## [Listed records]

------------------------------------------------------------------------

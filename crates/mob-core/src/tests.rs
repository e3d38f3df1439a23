//! Unit tests for mob-core primitives.

#[cfg(test)]
mod ids {
    use crate::{EntityId, GroupId};

    #[test]
    fn index_roundtrip() {
        let id = EntityId(42);
        assert_eq!(id.index(), 42);
        assert_eq!(EntityId::try_from(42usize).unwrap(), id);
    }

    #[test]
    fn invalid_sentinel_is_max() {
        assert_eq!(EntityId::INVALID.0, u32::MAX);
        assert_eq!(GroupId::INVALID.0, u32::MAX);
    }

    #[test]
    fn display() {
        assert_eq!(EntityId(7).to_string(), "entity#7");
        assert_eq!(GroupId(0).to_string(), "group#0");
    }
}

#[cfg(test)]
mod geo {
    use approx::assert_abs_diff_eq;

    use crate::Position;

    #[test]
    fn distance_is_euclidean() {
        let a = Position::new(0.0, 0.0);
        let b = Position::new(3.0, 4.0);
        assert_abs_diff_eq!(a.distance(b), 5.0);
        assert_abs_diff_eq!(b.distance(a), 5.0);
    }

    #[test]
    fn random_offset_stays_within_radius() {
        let c = Position::new(50.0, 50.0);
        for i in 0..100 {
            let u = i as f64 / 100.0;
            let p = c.random_offset(2.5, u, 1.0 - u);
            assert!(c.distance(p) <= 2.5 + 1e-12);
        }
    }

    #[test]
    fn random_offset_extremes() {
        let c = Position::new(10.0, 10.0);
        // zero radius draw stays on the centre
        assert_eq!(c.random_offset(5.0, 0.0, 0.3), c);
        // direction 0 points along +x
        let p = c.random_offset(4.0, 0.5, 0.0);
        assert_abs_diff_eq!(p.x, 12.0, epsilon = 1e-12);
        assert_abs_diff_eq!(p.y, 10.0, epsilon = 1e-12);
    }

    #[test]
    fn lerp_and_clamp() {
        let a = Position::new(0.0, 0.0);
        let b = Position::new(10.0, -20.0);
        assert_eq!(a.lerp(b, 0.5), Position::new(5.0, -10.0));
        assert_eq!(b.clamp_to(8.0, 8.0), Position::new(8.0, 0.0));
        assert!(Position::new(8.0, 0.0).within(8.0, 8.0, 0.0));
        assert!(!Position::new(8.1, 0.0).within(8.0, 8.0, 0.0));
    }
}

#[cfg(test)]
mod timeline {
    use approx::assert_abs_diff_eq;

    use crate::{CoreError, Position, Timeline};

    fn line() -> Timeline {
        let mut t = Timeline::new();
        t.append(0.0, Position::new(0.0, 0.0)).unwrap();
        t.append(10.0, Position::new(10.0, 0.0)).unwrap();
        t.append(20.0, Position::new(10.0, 10.0)).unwrap();
        t
    }

    #[test]
    fn position_at_interpolates() {
        let t = line();
        assert_eq!(t.position_at(5.0).unwrap(), Position::new(5.0, 0.0));
        assert_eq!(t.position_at(10.0).unwrap(), Position::new(10.0, 0.0));
        let p = t.position_at(17.5).unwrap();
        assert_abs_diff_eq!(p.x, 10.0);
        assert_abs_diff_eq!(p.y, 7.5);
    }

    #[test]
    fn position_at_outside_span_holds_endpoints() {
        let t = line();
        assert_eq!(t.position_at(-3.0).unwrap(), Position::new(0.0, 0.0));
        assert_eq!(t.position_at(99.0).unwrap(), Position::new(10.0, 10.0));
    }

    #[test]
    fn empty_timeline_position_errors() {
        let t = Timeline::new();
        assert!(matches!(t.position_at(0.0), Err(CoreError::EmptyTimeline)));
    }

    #[test]
    fn append_rejects_time_going_backwards() {
        let mut t = line();
        let err = t.append(19.0, Position::new(0.0, 0.0)).unwrap_err();
        assert!(matches!(err, CoreError::NonMonotonicTime { last, got } if last == 20.0 && got == 19.0));
        assert_eq!(t.len(), 3);
    }

    #[test]
    fn append_rejects_non_finite_time() {
        let mut t = line();
        assert!(matches!(t.append(f64::NAN, Position::ORIGIN), Err(CoreError::NonFiniteTime(_))));
        assert!(matches!(t.append(f64::INFINITY, Position::ORIGIN), Err(CoreError::NonFiniteTime(_))));
    }

    #[test]
    fn append_at_same_time_coalesces() {
        let mut t = line();
        t.append(20.0, Position::new(10.0, 10.0)).unwrap();
        assert_eq!(t.len(), 3);

        t.append(20.0, Position::new(4.0, 4.0)).unwrap();
        assert_eq!(t.len(), 3);
        assert_eq!(t.last_waypoint().unwrap().pos, Position::new(4.0, 4.0));
    }

    #[test]
    fn change_times_strictly_increasing() {
        let mut t = line();
        t.append(20.0, Position::new(10.0, 10.0)).unwrap();
        t.append(25.0, Position::new(10.0, 10.0)).unwrap();
        let times = t.change_times();
        assert_eq!(times, vec![0.0, 10.0, 20.0, 25.0]);
        assert!(times.windows(2).all(|w| w[0] < w[1]));
    }

    #[test]
    fn next_change_after() {
        let t = line();
        assert_eq!(t.next_change_after(0.0), Some(10.0));
        assert_eq!(t.next_change_after(9.9), Some(10.0));
        assert_eq!(t.next_change_after(10.0), Some(20.0));
        assert_eq!(t.next_change_after(20.0), None);
    }

    #[test]
    fn remove_last() {
        let mut t = line();
        let w = t.remove_last().unwrap();
        assert_eq!(w.time, 20.0);
        assert_eq!(t.last_waypoint().unwrap().time, 10.0);
    }

    #[test]
    fn duration_covered() {
        assert_eq!(Timeline::new().duration_covered(), 0.0);
        assert_eq!(line().duration_covered(), 20.0);
        assert_eq!(line().cut(5.0, 15.0).unwrap().duration_covered(), 10.0);
    }

    #[test]
    fn cut_rebases_and_clips() {
        let t = line();
        let c = t.cut(5.0, 15.0).unwrap();
        let w = c.waypoints();
        assert_eq!(w.len(), 3);
        assert_eq!(w[0].time, 0.0);
        assert_eq!(w[0].pos, Position::new(5.0, 0.0));
        assert_eq!(w[1].time, 5.0);
        assert_eq!(w[1].pos, Position::new(10.0, 0.0));
        assert_eq!(w[2].time, 10.0);
        assert_eq!(w[2].pos, Position::new(10.0, 5.0));
    }

    #[test]
    fn cut_without_overshoot_keeps_last_waypoint() {
        let t = line();
        let c = t.cut(0.0, 50.0).unwrap();
        assert_eq!(c, t);
    }

    #[test]
    fn cut_at_exact_waypoint_end() {
        let t = line();
        let c = t.cut(0.0, 20.0).unwrap();
        assert_eq!(c.len(), 3);
        assert_eq!(c.last_waypoint().unwrap().time, 20.0);
    }
}

#[cfg(test)]
mod rng {
    use crate::UnitRng;

    #[test]
    fn same_unit_same_stream() {
        let mut a = UnitRng::for_unit(42, 3);
        let mut b = UnitRng::for_unit(42, 3);
        for _ in 0..50 {
            assert_eq!(a.uniform().to_bits(), b.uniform().to_bits());
        }
    }

    #[test]
    fn different_units_diverge() {
        let mut a = UnitRng::for_unit(42, 0);
        let mut b = UnitRng::for_unit(42, 1);
        let xs: Vec<f64> = (0..8).map(|_| a.uniform()).collect();
        let ys: Vec<f64> = (0..8).map(|_| b.uniform()).collect();
        assert_ne!(xs, ys);
    }

    #[test]
    fn uniform_between_bounds() {
        let mut r = UnitRng::for_unit(7, 0);
        for _ in 0..1000 {
            let v = r.uniform_between(0.5, 1.5);
            assert!((0.5..1.5).contains(&v));
        }
        assert_eq!(r.uniform_between(2.0, 2.0), 2.0);
    }
}

#[cfg(test)]
mod config {
    use crate::{CoreError, ScenarioConfig};

    #[test]
    fn default_is_valid() {
        let cfg = ScenarioConfig::default();
        assert!(cfg.validate().is_ok());
        assert_eq!(cfg.horizon(), 4200.0);
    }

    #[test]
    fn rejects_bad_values() {
        let bad = [
            ScenarioConfig { width: 0.0, ..Default::default() },
            ScenarioConfig { height: f64::NAN, ..Default::default() },
            ScenarioConfig { duration: -1.0, ..Default::default() },
            ScenarioConfig { ignore: -5.0, ..Default::default() },
            ScenarioConfig { min_speed: 2.0, max_speed: 1.0, ..Default::default() },
            ScenarioConfig { min_speed: 0.0, max_speed: 0.0, ..Default::default() },
            ScenarioConfig { max_pause: -1.0, ..Default::default() },
            ScenarioConfig { num_threads: Some(0), ..Default::default() },
        ];
        for cfg in bad {
            let err = cfg.validate().unwrap_err();
            assert!(matches!(err, CoreError::Config(_)), "{cfg:?}");
            assert!(err.is_config());
        }
    }
}

#[cfg(test)]
mod geodesy {
    use approx::assert_abs_diff_eq;

    use crate::{CoreError, GeoPosition};

    fn dms(d: f64, m: f64, s: f64) -> f64 {
        d.signum() * (d.abs() + m / 60.0 + s / 3600.0)
    }

    #[test]
    fn flinders_peak_to_buninyong() {
        // The classic test geodesic from Vincenty (1975).
        let flinders = GeoPosition::new(dms(144.0, 25.0, 29.52440), dms(-37.0, 57.0, 3.72030));
        let buninyong = GeoPosition::new(dms(143.0, 55.0, 35.38390), dms(-37.0, 39.0, 10.15610));
        let d = flinders.distance_m(buninyong);
        assert_abs_diff_eq!(d, 54_972.271, epsilon = 0.01);
    }

    #[test]
    fn one_degree_of_latitude_at_equator() {
        let a = GeoPosition::new(0.0, 0.0);
        let b = GeoPosition::new(0.0, 1.0);
        assert_abs_diff_eq!(a.distance_m(b), 110_574.4, epsilon = 1.0);
    }

    #[test]
    fn coincident_points() {
        let p = GeoPosition::new(7.1, 50.7);
        assert_abs_diff_eq!(p.distance_m(p), 0.0, epsilon = 1e-9);
    }

    #[test]
    fn shift_then_measure() {
        let start = GeoPosition::new(7.1, 50.7);
        let end = start.shift(45.0, 1_000.0);
        assert_abs_diff_eq!(start.distance_m(end), 1_000.0, epsilon = 1e-4);
        assert!(end.lat > start.lat && end.lon > start.lon);
    }

    #[test]
    fn phantom_point_halfway() {
        let a = GeoPosition::new(7.0, 50.0);
        let b = GeoPosition::new(8.0, 51.0);
        let mid = a.phantom_point(b, 0.5).unwrap();
        let total = a.distance_m(b);
        assert_abs_diff_eq!(a.distance_m(mid), total / 2.0, epsilon = 1e-4);
        assert_abs_diff_eq!(mid.distance_m(b), total / 2.0, epsilon = 1e-4);

        let same = a.phantom_point(b, 0.0).unwrap();
        assert_abs_diff_eq!(same.lon, a.lon, epsilon = 1e-12);
        assert_abs_diff_eq!(same.lat, a.lat, epsilon = 1e-12);
    }

    #[test]
    fn phantom_point_rejects_bad_fraction() {
        let a = GeoPosition::new(7.0, 50.0);
        assert!(matches!(a.phantom_point(a, 1.5), Err(CoreError::Config(_))));
    }

    #[test]
    fn near_antipodal_points_have_a_distance() {
        let a = GeoPosition::new(0.0, 0.0);
        let near = a.distance_m(GeoPosition::new(179.7, 0.2));
        let farther_off = a.distance_m(GeoPosition::new(179.5, 0.5));
        assert!(near.is_finite());
        assert!(near > farther_off);
        assert!(near < 20_003_931.46);

        // Exactly antipodal on the equator: the geodesic runs over a pole.
        let antipode = a.distance_m(GeoPosition::new(180.0, 0.0));
        assert_abs_diff_eq!(antipode, 20_003_931.4586, epsilon = 1e-3);
    }

    #[test]
    fn phantom_point_between_near_antipodal_points() {
        let a = GeoPosition::new(0.0, 0.0);
        let b = GeoPosition::new(179.7, 0.2);
        let mid = a.phantom_point(b, 0.5).unwrap();
        let total = a.distance_m(b);
        assert_abs_diff_eq!(a.distance_m(mid), total / 2.0, epsilon = 1e-3);
        assert_abs_diff_eq!(mid.distance_m(b), total / 2.0, epsilon = 1e-3);
    }

    #[test]
    fn parse_decimal_degrees() {
        let p: GeoPosition = "+50.2+007.05".parse().unwrap();
        assert_abs_diff_eq!(p.lat, 50.2, epsilon = 1e-12);
        assert_abs_diff_eq!(p.lon, 7.05, epsilon = 1e-12);
    }

    #[test]
    fn parse_degrees_minutes_with_solidus() {
        let p: GeoPosition = "+5012-00705/".parse().unwrap();
        assert_abs_diff_eq!(p.lat, 50.2, epsilon = 1e-12);
        assert_abs_diff_eq!(p.lon, -(7.0 + 5.0 / 60.0), epsilon = 1e-12);
    }

    #[test]
    fn parse_degrees_minutes_seconds_fraction() {
        let p: GeoPosition = "-501230.5+0070515".parse().unwrap();
        assert_abs_diff_eq!(p.lat, -(50.0 + 12.0 / 60.0 + 30.5 / 3600.0), epsilon = 1e-12);
        assert_abs_diff_eq!(p.lon, 7.0 + 5.0 / 60.0 + 15.0 / 3600.0, epsilon = 1e-12);
    }

    #[test]
    fn parse_fraction_keeps_leading_zeros() {
        let p: GeoPosition = "+50.05+007.005".parse().unwrap();
        assert_abs_diff_eq!(p.lat, 50.05, epsilon = 1e-12);
        assert_abs_diff_eq!(p.lon, 7.005, epsilon = 1e-12);
    }

    #[test]
    fn parse_errors() {
        for bad in ["", "50+007", "+50", "+95+000", "+50+181", "+5075+00000", "+5+007", "+50.+007", "+50x+007"] {
            let err = bad.parse::<GeoPosition>().unwrap_err();
            assert!(matches!(err, CoreError::Coordinate(_)), "{bad}");
        }
    }
}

------------------------------------------------------------------------

## [What you are asked to do]
Print the first line of the records above and each line after it, exactly, through the line with "assert_eq!(id.index(), 42);".

## [Written solution]
filename crates/mob-core/src/tests.rs
repository e3d38f3df1439a23
//! Unit tests for mob-core primitives.

#[cfg(test)]
mod ids {
    use crate::{EntityId, GroupId};

    #[test]
    fn index_roundtrip() {
        let id = EntityId(42);
        assert_eq!(id.index(), 42);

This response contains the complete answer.